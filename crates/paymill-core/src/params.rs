//! # Request Parameters
//!
//! Parameters are an ordered map from keys to values, where a value is either
//! a scalar or a one-level nested map. Before encoding, nested values are
//! flattened into bracketed keys:
//!
//! ```text
//! {"amount": "500", "client": {"email": "a@b.c"}}
//!   -> amount=500&client[email]=a@b.c
//! ```
//!
//! Only one level of nesting exists. `ParamValue::Nested` holds scalars, so
//! deeper structures cannot be built by hand, and `Params::from_json` rejects
//! them with `PaymillError::InvalidParams`.

use crate::error::{PaymillError, PaymillResult};
use serde::Serialize;
use serde_json::Value;

/// A single parameter value
#[derive(Debug, Clone, PartialEq)]
pub enum ParamValue {
    Scalar(String),
    Nested(Vec<(String, String)>),
}

impl ParamValue {
    pub fn is_nested(&self) -> bool {
        matches!(self, ParamValue::Nested(_))
    }

    pub fn as_scalar(&self) -> Option<&str> {
        match self {
            ParamValue::Scalar(s) => Some(s),
            ParamValue::Nested(_) => None,
        }
    }
}

impl From<&str> for ParamValue {
    fn from(value: &str) -> Self {
        ParamValue::Scalar(value.to_string())
    }
}

impl From<String> for ParamValue {
    fn from(value: String) -> Self {
        ParamValue::Scalar(value)
    }
}

impl From<&String> for ParamValue {
    fn from(value: &String) -> Self {
        ParamValue::Scalar(value.clone())
    }
}

macro_rules! scalar_from_display {
    ($($ty:ty),*) => {
        $(
            impl From<$ty> for ParamValue {
                fn from(value: $ty) -> Self {
                    ParamValue::Scalar(value.to_string())
                }
            }
        )*
    };
}

scalar_from_display!(i32, i64, u32, u64, usize, f64, bool);

/// Ordered parameter map sent with a request
#[derive(Debug, Clone, Default, PartialEq)]
pub struct Params {
    entries: Vec<(String, ParamValue)>,
}

impl Params {
    pub fn new() -> Self {
        Self::default()
    }

    /// Insert or replace a value, keeping the position of an existing key.
    pub fn insert(&mut self, key: impl Into<String>, value: impl Into<ParamValue>) {
        let key = key.into();
        let value = value.into();
        match self.entries.iter_mut().find(|(k, _)| *k == key) {
            Some(slot) => slot.1 = value,
            None => self.entries.push((key, value)),
        }
    }

    /// Builder: add a scalar (or prebuilt) value
    pub fn with(mut self, key: impl Into<String>, value: impl Into<ParamValue>) -> Self {
        self.insert(key, value);
        self
    }

    /// Builder: add a nested map, flattened later to `key[field]`
    pub fn nested<K, V>(mut self, key: impl Into<String>, fields: impl IntoIterator<Item = (K, V)>) -> Self
    where
        K: Into<String>,
        V: ToString,
    {
        let fields = fields
            .into_iter()
            .map(|(k, v)| (k.into(), v.to_string()))
            .collect();
        self.insert(key, ParamValue::Nested(fields));
        self
    }

    pub fn get(&self, key: &str) -> Option<&ParamValue> {
        self.entries.iter().find(|(k, _)| k == key).map(|(_, v)| v)
    }

    pub fn contains_key(&self, key: &str) -> bool {
        self.get(key).is_some()
    }

    pub fn remove(&mut self, key: &str) -> Option<ParamValue> {
        let idx = self.entries.iter().position(|(k, _)| k == key)?;
        Some(self.entries.remove(idx).1)
    }

    pub fn len(&self) -> usize {
        self.entries.len()
    }

    pub fn is_empty(&self) -> bool {
        self.entries.is_empty()
    }

    pub fn iter(&self) -> impl Iterator<Item = (&str, &ParamValue)> {
        self.entries.iter().map(|(k, v)| (k.as_str(), v))
    }

    /// Replace every nested value with one `key[field]` entry per field.
    ///
    /// Flattened entries take the position of the key they replace. A flat
    /// map comes back unchanged.
    pub fn flatten(self) -> Params {
        let mut entries = Vec::with_capacity(self.entries.len());
        for (key, value) in self.entries {
            match value {
                ParamValue::Scalar(_) => entries.push((key, value)),
                ParamValue::Nested(fields) => {
                    for (field, v) in fields {
                        entries.push((format!("{}[{}]", key, field), ParamValue::Scalar(v)));
                    }
                }
            }
        }
        Params { entries }
    }

    /// Flattened key/value pairs, ready for form encoding.
    pub fn to_pairs(&self) -> Vec<(String, String)> {
        let mut pairs = Vec::with_capacity(self.entries.len());
        for (key, value) in &self.entries {
            match value {
                ParamValue::Scalar(v) => pairs.push((key.clone(), v.clone())),
                ParamValue::Nested(fields) => {
                    for (field, v) in fields {
                        pairs.push((format!("{}[{}]", key, field), v.clone()));
                    }
                }
            }
        }
        pairs
    }

    /// `application/x-www-form-urlencoded` encoding of the flattened map.
    pub fn encode(&self) -> PaymillResult<String> {
        serde_urlencoded::to_string(self.to_pairs())
            .map_err(|e| PaymillError::Serialization(format!("Failed to encode parameters: {}", e)))
    }

    /// Build parameters from a JSON object.
    ///
    /// `null` maps to an empty string, objects and arrays map to one nested
    /// level (arrays keyed by index). Anything nested deeper is rejected.
    pub fn from_json(value: &Value) -> PaymillResult<Params> {
        let object = match value {
            Value::Object(map) => map,
            Value::Null => return Ok(Params::new()),
            other => {
                return Err(PaymillError::InvalidParams(format!(
                    "expected an object, got {}",
                    json_kind(other)
                )))
            }
        };

        let mut params = Params::new();
        for (key, value) in object {
            let param = match value {
                Value::Object(inner) => ParamValue::Nested(nested_fields(
                    key,
                    inner.iter().map(|(k, v)| (k.clone(), v)),
                )?),
                Value::Array(items) => ParamValue::Nested(nested_fields(
                    key,
                    items.iter().enumerate().map(|(i, v)| (i.to_string(), v)),
                )?),
                scalar => ParamValue::Scalar(scalar_text(scalar)),
            };
            params.entries.push((key.clone(), param));
        }
        Ok(params)
    }

    /// Build parameters from any serializable value via `from_json`.
    pub fn from_serialize<T: Serialize>(value: &T) -> PaymillResult<Params> {
        let json = serde_json::to_value(value)
            .map_err(|e| PaymillError::Serialization(format!("Failed to serialize parameters: {}", e)))?;
        Params::from_json(&json)
    }
}

impl<K, V> FromIterator<(K, V)> for Params
where
    K: Into<String>,
    V: Into<ParamValue>,
{
    fn from_iter<I: IntoIterator<Item = (K, V)>>(iter: I) -> Self {
        let mut params = Params::new();
        for (k, v) in iter {
            params.insert(k, v);
        }
        params
    }
}

fn nested_fields<'a>(
    key: &str,
    fields: impl Iterator<Item = (String, &'a Value)>,
) -> PaymillResult<Vec<(String, String)>> {
    fields
        .map(|(field, v)| match v {
            Value::Object(_) | Value::Array(_) => Err(PaymillError::InvalidParams(format!(
                "{}[{}] is nested more than one level deep",
                key, field
            ))),
            scalar => Ok((field, scalar_text(scalar))),
        })
        .collect()
}

fn scalar_text(value: &Value) -> String {
    match value {
        Value::Null => String::new(),
        Value::String(s) => s.clone(),
        // f64 Display drops the ".0" that JSON number formatting keeps
        Value::Number(n) if n.is_f64() => n.as_f64().map(|f| f.to_string()).unwrap_or_default(),
        other => other.to_string(),
    }
}

fn json_kind(value: &Value) -> &'static str {
    match value {
        Value::Null => "null",
        Value::Bool(_) => "a boolean",
        Value::Number(_) => "a number",
        Value::String(_) => "a string",
        Value::Array(_) => "an array",
        Value::Object(_) => "an object",
    }
}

----

• _WHAT YOU HAVE TO DO_
The answer is the full set of records above, repeated exactly.

• _YOUR SOLUTION_
filename crates/paymill-core/src/params.rs
//! # Request Parameters
//!
//! Parameters are an ordered map from keys to values, where a value is either
//! a scalar or a one-level nested map. Before encoding, nested values are
//! flattened into bracketed keys:
//!
//! ```text
//! {"amount": "500", "client": {"email": "a@b.c"}}
//!   -> amount=500&client[email]=a@b.c
//! ```
//!
//! Only one level of nesting exists. `ParamValue::Nested` holds scalars, so
//! deeper structures cannot be built by hand, and `Params::from_json` rejects
//! them with `PaymillError::InvalidParams`.

use crate::error::{PaymillError, PaymillResult};
use serde::Serialize;
use serde_json::Value;

/// A single parameter value
#[derive(Debug, Clone, PartialEq)]
pub enum ParamValue {
    Scalar(String),
    Nested(Vec<(String, String)>),
}

impl ParamValue {
    pub fn is_nested(&self) -> bool {
        matches!(self, ParamValue::Nested(_))
    }

    pub fn as_scalar(&self) -> Option<&str> {
        match self {
            ParamValue::Scalar(s) => Some(s),
            ParamValue::Nested(_) => None,
        }
    }
}

impl From<&str> for ParamValue {
    fn from(value: &str) -> Self {
        ParamValue::Scalar(value.to_string())
    }
}

impl From<String> for ParamValue {
    fn from(value: String) -> Self {
        ParamValue::Scalar(value)
    }
}

impl From<&String> for ParamValue {
    fn from(value: &String) -> Self {
        ParamValue::Scalar(value.clone())
    }
}

macro_rules! scalar_from_display {
    ($($ty:ty),*) => {
        $(
            impl From<$ty> for ParamValue {
                fn from(value: $ty) -> Self {
                    ParamValue::Scalar(value.to_string())
                }
            }
        )*
    };
}

scalar_from_display!(i32, i64, u32, u64, usize, f64, bool);

/// Ordered parameter map sent with a request
#[derive(Debug, Clone, Default, PartialEq)]
pub struct Params {
    entries: Vec<(String, ParamValue)>,
}

impl Params {
    pub fn new() -> Self {
        Self::default()
    }

    /// Insert or replace a value, keeping the position of an existing key.
    pub fn insert(&mut self, key: impl Into<String>, value: impl Into<ParamValue>) {
        let key = key.into();
        let value = value.into();
        match self.entries.iter_mut().find(|(k, _)| *k == key) {
            Some(slot) => slot.1 = value,
            None => self.entries.push((key, value)),
        }
    }

    /// Builder: add a scalar (or prebuilt) value
    pub fn with(mut self, key: impl Into<String>, value: impl Into<ParamValue>) -> Self {
        self.insert(key, value);
        self
    }

    /// Builder: add a nested map, flattened later to `key[field]`
    pub fn nested<K, V>(mut self, key: impl Into<String>, fields: impl IntoIterator<Item = (K, V)>) -> Self
    where
        K: Into<String>,
        V: ToString,
    {
        let fields = fields
            .into_iter()
            .map(|(k, v)| (k.into(), v.to_string()))
            .collect();
        self.insert(key, ParamValue::Nested(fields));
        self
    }

    pub fn get(&self, key: &str) -> Option<&ParamValue> {
        self.entries.iter().find(|(k, _)| k == key).map(|(_, v)| v)
    }

    pub fn contains_key(&self, key: &str) -> bool {
        self.get(key).is_some()
    }

    pub fn remove(&mut self, key: &str) -> Option<ParamValue> {
        let idx = self.entries.iter().position(|(k, _)| k == key)?;
        Some(self.entries.remove(idx).1)
    }

    pub fn len(&self) -> usize {
        self.entries.len()
    }

    pub fn is_empty(&self) -> bool {
        self.entries.is_empty()
    }

    pub fn iter(&self) -> impl Iterator<Item = (&str, &ParamValue)> {
        self.entries.iter().map(|(k, v)| (k.as_str(), v))
    }

    /// Replace every nested value with one `key[field]` entry per field.
    ///
    /// Flattened entries take the position of the key they replace. A flat
    /// map comes back unchanged.
    pub fn flatten(self) -> Params {
        let mut entries = Vec::with_capacity(self.entries.len());
        for (key, value) in self.entries {
            match value {
                ParamValue::Scalar(_) => entries.push((key, value)),
                ParamValue::Nested(fields) => {
                    for (field, v) in fields {
                        entries.push((format!("{}[{}]", key, field), ParamValue::Scalar(v)));
                    }
                }
            }
        }
        Params { entries }
    }

    /// Flattened key/value pairs, ready for form encoding.
    pub fn to_pairs(&self) -> Vec<(String, String)> {
        let mut pairs = Vec::with_capacity(self.entries.len());
        for (key, value) in &self.entries {
            match value {
                ParamValue::Scalar(v) => pairs.push((key.clone(), v.clone())),
                ParamValue::Nested(fields) => {
                    for (field, v) in fields {
                        pairs.push((format!("{}[{}]", key, field), v.clone()));
                    }
                }
            }
        }
        pairs
    }

    /// `application/x-www-form-urlencoded` encoding of the flattened map.
    pub fn encode(&self) -> PaymillResult<String> {
        serde_urlencoded::to_string(self.to_pairs())
            .map_err(|e| PaymillError::Serialization(format!("Failed to encode parameters: {}", e)))
    }

    /// Build parameters from a JSON object.
    ///
    /// `null` maps to an empty string, objects and arrays map to one nested
    /// level (arrays keyed by index). Anything nested deeper is rejected.
    pub fn from_json(value: &Value) -> PaymillResult<Params> {
        let object = match value {
            Value::Object(map) => map,
            Value::Null => return Ok(Params::new()),
            other => {
                return Err(PaymillError::InvalidParams(format!(
                    "expected an object, got {}",
                    json_kind(other)
                )))
            }
        };

        let mut params = Params::new();
        for (key, value) in object {
            let param = match value {
                Value::Object(inner) => ParamValue::Nested(nested_fields(
                    key,
                    inner.iter().map(|(k, v)| (k.clone(), v)),
                )?),
                Value::Array(items) => ParamValue::Nested(nested_fields(
                    key,
                    items.iter().enumerate().map(|(i, v)| (i.to_string(), v)),
                )?),
                scalar => ParamValue::Scalar(scalar_text(scalar)),
            };
            params.entries.push((key.clone(), param));
        }
        Ok(params)
    }

    /// Build parameters from any serializable value via `from_json`.
    pub fn from_serialize<T: Serialize>(value: &T) -> PaymillResult<Params> {
        let json = serde_json::to_value(value)
            .map_err(|e| PaymillError::Serialization(format!("Failed to serialize parameters: {}", e)))?;
        Params::from_json(&json)
    }
}

impl<K, V> FromIterator<(K, V)> for Params
where
    K: Into<String>,
    V: Into<ParamValue>,
{
    fn from_iter<I: IntoIterator<Item = (K, V)>>(iter: I) -> Self {
        let mut params = Params::new();
        for (k, v) in iter {
            params.insert(k, v);
        }
        params
    }
}

fn nested_fields<'a>(
    key: &str,
    fields: impl Iterator<Item = (String, &'a Value)>,
) -> PaymillResult<Vec<(String, String)>> {
    fields
        .map(|(field, v)| match v {
            Value::Object(_) | Value::Array(_) => Err(PaymillError::InvalidParams(format!(
                "{}[{}] is nested more than one level deep",
                key, field
            ))),
            scalar => Ok((field, scalar_text(scalar))),
        })
        .collect()
}

fn scalar_text(value: &Value) -> String {
    match value {
        Value::Null => String::new(),
        Value::String(s) => s.clone(),
        // f64 Display drops the ".0" that JSON number formatting keeps
        Value::Number(n) if n.is_f64() => n.as_f64().map(|f| f.to_string()).unwrap_or_default(),
        other => other.to_string(),
    }
}

fn json_kind(value: &Value) -> &'static str {
    match value {
        Value::Null => "null",
        Value::Bool(_) => "a boolean",
        Value::Number(_) => "a number",
        Value::String(_) => "a string",
        Value::Array(_) => "an array",
        Value::Object(_) => "an object",
    }
}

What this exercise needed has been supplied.